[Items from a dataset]
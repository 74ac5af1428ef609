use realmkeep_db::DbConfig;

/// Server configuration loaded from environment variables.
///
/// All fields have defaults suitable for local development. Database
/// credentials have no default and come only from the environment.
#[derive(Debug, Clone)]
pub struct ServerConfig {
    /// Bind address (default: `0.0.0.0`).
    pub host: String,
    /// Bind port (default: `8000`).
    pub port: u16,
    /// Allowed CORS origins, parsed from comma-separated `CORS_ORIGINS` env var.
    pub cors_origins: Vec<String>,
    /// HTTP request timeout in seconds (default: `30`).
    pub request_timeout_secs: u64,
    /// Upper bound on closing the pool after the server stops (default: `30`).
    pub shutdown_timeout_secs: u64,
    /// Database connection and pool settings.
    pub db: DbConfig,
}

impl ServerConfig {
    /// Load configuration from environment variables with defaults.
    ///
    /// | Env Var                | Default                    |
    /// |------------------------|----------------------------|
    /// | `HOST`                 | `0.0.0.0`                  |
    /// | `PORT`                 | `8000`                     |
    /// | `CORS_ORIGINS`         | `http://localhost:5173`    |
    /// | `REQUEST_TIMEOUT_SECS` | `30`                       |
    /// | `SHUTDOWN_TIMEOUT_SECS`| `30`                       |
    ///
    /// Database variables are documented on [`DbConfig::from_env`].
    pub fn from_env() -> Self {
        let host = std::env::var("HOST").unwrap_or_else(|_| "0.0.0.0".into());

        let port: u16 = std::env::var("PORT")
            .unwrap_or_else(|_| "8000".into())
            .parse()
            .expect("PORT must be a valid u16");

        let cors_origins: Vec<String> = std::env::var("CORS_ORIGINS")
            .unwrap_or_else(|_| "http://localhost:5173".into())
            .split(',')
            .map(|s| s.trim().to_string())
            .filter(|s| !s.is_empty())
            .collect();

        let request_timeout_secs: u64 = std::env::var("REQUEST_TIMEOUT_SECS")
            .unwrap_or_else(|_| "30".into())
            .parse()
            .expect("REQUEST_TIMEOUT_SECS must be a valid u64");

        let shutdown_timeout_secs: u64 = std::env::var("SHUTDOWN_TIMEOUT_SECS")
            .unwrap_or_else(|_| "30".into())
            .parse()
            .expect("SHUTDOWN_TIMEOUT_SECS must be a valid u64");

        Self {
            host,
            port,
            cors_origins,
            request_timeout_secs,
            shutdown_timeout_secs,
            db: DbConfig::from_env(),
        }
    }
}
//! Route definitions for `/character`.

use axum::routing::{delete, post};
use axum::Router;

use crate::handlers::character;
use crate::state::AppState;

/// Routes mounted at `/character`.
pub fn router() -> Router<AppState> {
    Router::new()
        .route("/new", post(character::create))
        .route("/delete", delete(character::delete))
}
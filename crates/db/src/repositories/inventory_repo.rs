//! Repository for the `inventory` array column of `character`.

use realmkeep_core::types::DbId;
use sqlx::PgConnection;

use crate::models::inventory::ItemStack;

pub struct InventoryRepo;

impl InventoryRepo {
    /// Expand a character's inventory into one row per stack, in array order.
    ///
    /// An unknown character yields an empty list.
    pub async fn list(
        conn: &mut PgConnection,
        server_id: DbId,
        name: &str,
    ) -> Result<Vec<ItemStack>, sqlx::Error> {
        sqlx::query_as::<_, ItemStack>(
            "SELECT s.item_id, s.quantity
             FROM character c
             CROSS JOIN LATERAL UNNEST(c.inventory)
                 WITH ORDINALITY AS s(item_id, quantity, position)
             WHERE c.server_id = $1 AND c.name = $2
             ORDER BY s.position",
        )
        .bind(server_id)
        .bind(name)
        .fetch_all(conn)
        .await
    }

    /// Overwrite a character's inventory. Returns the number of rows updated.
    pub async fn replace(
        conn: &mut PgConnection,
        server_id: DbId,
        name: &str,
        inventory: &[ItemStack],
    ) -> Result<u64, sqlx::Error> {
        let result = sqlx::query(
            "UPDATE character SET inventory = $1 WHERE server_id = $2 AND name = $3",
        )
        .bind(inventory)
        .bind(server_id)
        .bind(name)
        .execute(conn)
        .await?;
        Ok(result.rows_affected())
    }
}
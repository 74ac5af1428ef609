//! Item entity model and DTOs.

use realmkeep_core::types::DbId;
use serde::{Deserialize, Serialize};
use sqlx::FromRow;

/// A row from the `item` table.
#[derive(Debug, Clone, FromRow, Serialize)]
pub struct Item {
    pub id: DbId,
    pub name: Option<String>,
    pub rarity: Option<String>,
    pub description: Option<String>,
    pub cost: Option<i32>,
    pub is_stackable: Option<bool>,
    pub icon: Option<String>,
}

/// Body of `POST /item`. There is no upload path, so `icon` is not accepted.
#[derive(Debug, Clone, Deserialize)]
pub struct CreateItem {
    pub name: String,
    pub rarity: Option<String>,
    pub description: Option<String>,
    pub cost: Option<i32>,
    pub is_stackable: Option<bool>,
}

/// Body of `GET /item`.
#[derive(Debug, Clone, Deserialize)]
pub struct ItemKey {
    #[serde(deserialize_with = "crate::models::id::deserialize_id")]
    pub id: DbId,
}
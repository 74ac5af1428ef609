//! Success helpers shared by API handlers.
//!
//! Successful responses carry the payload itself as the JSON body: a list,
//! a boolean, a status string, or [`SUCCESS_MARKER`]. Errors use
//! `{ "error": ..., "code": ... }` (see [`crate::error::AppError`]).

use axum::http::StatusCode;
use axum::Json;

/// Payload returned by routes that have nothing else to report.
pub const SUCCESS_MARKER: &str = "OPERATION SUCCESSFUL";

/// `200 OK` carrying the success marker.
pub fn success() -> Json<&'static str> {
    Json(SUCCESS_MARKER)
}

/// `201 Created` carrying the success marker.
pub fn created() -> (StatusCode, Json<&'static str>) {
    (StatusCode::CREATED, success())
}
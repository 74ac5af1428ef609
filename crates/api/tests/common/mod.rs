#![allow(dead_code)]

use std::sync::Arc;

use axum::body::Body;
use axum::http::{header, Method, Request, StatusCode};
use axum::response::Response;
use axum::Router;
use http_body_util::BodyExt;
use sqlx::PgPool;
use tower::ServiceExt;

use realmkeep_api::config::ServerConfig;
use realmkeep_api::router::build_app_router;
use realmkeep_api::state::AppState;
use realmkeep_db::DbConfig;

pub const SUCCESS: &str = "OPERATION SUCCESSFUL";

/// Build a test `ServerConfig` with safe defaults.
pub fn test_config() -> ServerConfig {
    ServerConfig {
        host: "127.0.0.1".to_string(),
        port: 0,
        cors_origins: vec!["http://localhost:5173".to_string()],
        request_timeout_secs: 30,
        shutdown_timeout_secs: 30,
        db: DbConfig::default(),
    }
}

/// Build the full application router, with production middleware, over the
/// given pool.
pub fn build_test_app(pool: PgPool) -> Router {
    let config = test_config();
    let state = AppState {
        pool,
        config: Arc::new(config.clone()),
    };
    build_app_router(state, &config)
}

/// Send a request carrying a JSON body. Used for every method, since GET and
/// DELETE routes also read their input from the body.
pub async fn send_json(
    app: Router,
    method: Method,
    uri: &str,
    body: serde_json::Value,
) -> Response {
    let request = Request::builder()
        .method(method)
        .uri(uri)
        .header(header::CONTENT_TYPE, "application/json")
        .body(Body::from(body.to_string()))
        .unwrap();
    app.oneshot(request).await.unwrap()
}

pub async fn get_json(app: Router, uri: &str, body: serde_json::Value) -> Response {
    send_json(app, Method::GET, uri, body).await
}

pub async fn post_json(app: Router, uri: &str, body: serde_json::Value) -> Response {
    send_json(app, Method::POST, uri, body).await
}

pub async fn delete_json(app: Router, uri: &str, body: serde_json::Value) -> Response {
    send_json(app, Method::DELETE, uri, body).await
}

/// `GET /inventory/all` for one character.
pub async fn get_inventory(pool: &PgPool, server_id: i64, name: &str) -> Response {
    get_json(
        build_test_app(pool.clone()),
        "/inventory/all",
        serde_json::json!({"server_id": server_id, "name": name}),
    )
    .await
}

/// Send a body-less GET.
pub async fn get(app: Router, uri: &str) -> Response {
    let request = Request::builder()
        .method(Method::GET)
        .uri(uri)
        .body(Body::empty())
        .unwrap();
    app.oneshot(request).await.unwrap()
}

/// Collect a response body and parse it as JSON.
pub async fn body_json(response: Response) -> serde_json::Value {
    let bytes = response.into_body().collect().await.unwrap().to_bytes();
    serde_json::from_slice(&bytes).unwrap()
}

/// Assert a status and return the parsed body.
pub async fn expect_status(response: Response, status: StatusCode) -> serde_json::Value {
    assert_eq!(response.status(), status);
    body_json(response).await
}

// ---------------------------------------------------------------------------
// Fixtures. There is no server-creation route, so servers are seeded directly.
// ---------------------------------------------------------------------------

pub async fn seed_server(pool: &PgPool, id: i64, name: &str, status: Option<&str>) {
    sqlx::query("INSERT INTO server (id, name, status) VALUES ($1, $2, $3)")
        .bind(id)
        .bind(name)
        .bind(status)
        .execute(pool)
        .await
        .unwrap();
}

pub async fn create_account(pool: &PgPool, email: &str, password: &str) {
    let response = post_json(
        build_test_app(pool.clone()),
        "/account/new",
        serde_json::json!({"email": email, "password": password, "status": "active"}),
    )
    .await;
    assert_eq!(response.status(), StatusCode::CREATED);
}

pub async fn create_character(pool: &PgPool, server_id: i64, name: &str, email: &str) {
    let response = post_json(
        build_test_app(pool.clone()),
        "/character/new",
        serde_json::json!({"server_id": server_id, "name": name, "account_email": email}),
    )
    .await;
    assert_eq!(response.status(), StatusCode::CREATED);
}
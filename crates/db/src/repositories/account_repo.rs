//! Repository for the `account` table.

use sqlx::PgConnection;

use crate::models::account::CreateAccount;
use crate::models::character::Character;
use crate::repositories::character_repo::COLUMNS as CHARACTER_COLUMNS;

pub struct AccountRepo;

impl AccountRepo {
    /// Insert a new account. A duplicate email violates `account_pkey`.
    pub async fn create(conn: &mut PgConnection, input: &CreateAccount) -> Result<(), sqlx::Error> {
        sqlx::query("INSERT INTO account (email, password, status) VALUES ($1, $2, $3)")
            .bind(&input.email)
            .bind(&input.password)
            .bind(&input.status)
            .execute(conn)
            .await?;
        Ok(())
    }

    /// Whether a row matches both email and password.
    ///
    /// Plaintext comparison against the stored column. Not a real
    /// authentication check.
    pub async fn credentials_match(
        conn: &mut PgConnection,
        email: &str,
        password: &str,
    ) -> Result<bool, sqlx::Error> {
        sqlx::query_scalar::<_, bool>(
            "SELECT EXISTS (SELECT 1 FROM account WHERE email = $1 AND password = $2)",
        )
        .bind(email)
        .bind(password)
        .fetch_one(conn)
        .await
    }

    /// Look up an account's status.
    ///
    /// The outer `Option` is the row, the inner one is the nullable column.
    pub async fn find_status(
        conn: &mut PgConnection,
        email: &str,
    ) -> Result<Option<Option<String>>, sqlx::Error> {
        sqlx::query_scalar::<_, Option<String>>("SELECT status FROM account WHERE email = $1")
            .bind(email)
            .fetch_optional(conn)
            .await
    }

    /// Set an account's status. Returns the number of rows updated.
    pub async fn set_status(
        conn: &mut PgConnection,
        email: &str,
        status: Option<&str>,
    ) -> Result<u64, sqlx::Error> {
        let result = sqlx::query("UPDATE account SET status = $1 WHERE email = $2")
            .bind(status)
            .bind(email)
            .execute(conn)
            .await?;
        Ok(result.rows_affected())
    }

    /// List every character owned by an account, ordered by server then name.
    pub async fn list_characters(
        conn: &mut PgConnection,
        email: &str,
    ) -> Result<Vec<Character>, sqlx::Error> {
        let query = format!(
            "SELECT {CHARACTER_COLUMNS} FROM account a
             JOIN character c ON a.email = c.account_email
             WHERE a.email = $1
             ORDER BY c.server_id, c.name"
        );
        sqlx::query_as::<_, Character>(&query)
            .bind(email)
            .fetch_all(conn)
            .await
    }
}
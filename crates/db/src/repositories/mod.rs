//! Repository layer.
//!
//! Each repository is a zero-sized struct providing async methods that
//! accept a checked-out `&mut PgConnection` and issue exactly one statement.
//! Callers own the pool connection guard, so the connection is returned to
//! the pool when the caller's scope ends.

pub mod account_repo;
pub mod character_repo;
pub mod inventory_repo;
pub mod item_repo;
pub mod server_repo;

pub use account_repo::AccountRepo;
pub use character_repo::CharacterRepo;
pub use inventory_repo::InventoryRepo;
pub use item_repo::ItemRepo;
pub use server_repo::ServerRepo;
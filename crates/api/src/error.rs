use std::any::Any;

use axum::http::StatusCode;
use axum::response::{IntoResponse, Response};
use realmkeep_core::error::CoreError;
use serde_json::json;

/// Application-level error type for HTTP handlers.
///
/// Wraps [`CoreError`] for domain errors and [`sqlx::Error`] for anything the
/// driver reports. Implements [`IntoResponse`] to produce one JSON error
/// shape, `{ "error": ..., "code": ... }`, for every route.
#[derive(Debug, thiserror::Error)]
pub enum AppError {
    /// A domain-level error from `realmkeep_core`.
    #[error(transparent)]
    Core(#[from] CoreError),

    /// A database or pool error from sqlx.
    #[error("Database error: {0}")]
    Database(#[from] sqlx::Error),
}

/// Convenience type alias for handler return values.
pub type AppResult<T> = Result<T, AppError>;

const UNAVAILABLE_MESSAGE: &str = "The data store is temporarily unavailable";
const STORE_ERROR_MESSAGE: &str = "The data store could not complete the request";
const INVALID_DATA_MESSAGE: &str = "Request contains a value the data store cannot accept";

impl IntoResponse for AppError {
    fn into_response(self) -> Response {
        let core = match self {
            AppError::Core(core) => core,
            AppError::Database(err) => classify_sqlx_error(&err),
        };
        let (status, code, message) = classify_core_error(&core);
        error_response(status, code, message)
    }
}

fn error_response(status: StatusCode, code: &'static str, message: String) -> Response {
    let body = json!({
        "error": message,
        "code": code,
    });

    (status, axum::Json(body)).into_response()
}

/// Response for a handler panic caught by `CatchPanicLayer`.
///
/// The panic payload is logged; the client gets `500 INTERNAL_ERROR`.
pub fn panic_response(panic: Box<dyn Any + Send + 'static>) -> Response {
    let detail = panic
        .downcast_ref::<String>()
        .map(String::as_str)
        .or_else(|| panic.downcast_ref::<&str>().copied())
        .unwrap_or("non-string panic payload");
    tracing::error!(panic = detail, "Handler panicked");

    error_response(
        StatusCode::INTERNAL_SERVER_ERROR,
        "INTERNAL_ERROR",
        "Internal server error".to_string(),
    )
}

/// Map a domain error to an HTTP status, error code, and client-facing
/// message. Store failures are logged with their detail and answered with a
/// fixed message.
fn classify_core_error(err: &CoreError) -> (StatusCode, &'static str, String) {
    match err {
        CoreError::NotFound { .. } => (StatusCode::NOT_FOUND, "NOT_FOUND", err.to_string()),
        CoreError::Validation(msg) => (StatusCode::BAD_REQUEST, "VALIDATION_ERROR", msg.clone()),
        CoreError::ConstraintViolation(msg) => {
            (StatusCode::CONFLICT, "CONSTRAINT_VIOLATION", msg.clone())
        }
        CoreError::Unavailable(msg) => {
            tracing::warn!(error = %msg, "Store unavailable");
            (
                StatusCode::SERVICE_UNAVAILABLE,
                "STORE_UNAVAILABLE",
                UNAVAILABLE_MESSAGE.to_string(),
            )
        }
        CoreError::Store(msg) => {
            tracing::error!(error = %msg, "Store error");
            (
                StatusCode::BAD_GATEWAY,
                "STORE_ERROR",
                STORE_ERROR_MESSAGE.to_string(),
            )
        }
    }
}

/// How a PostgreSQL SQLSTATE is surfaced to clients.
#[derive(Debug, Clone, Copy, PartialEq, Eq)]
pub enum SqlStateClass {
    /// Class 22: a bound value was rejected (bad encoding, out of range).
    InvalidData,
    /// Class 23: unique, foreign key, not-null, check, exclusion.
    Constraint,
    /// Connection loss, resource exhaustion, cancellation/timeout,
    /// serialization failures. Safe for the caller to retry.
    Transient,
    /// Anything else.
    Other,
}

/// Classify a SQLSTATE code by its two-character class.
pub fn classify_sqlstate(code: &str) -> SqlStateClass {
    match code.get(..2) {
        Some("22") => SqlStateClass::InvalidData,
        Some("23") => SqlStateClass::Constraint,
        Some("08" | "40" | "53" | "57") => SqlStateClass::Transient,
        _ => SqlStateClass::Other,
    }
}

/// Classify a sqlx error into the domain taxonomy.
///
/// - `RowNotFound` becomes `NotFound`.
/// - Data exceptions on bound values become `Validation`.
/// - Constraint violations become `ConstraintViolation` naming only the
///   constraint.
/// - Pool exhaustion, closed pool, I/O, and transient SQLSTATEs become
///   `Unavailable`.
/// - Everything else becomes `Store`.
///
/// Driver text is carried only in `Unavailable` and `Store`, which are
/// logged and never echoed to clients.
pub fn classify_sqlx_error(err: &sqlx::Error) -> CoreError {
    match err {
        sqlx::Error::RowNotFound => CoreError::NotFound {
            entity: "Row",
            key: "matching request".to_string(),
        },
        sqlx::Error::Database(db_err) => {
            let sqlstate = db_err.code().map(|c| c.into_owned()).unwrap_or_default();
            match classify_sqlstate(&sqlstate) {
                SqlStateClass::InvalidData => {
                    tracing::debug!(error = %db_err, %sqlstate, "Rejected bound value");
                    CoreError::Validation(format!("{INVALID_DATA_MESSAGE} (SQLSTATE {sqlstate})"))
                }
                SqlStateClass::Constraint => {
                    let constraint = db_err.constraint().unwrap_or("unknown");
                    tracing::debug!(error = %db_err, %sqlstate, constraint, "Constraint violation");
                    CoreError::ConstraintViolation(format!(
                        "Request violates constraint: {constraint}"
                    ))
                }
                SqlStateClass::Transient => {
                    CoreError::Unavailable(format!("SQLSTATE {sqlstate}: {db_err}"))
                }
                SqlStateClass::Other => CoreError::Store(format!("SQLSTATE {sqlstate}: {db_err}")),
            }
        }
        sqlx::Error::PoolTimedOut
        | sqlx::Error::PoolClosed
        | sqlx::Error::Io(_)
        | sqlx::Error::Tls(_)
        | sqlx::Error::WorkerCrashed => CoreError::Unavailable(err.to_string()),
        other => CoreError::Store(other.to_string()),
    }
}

- [TASK BRIEF]:
Show me every line of the entries above that holds "There".

- [EXERCISE OUTPUT]:
/// Body of `POST /item`. There is no upload path, so `icon` is not accepted.
// Fixtures. There is no server-creation route, so servers are seeded directly.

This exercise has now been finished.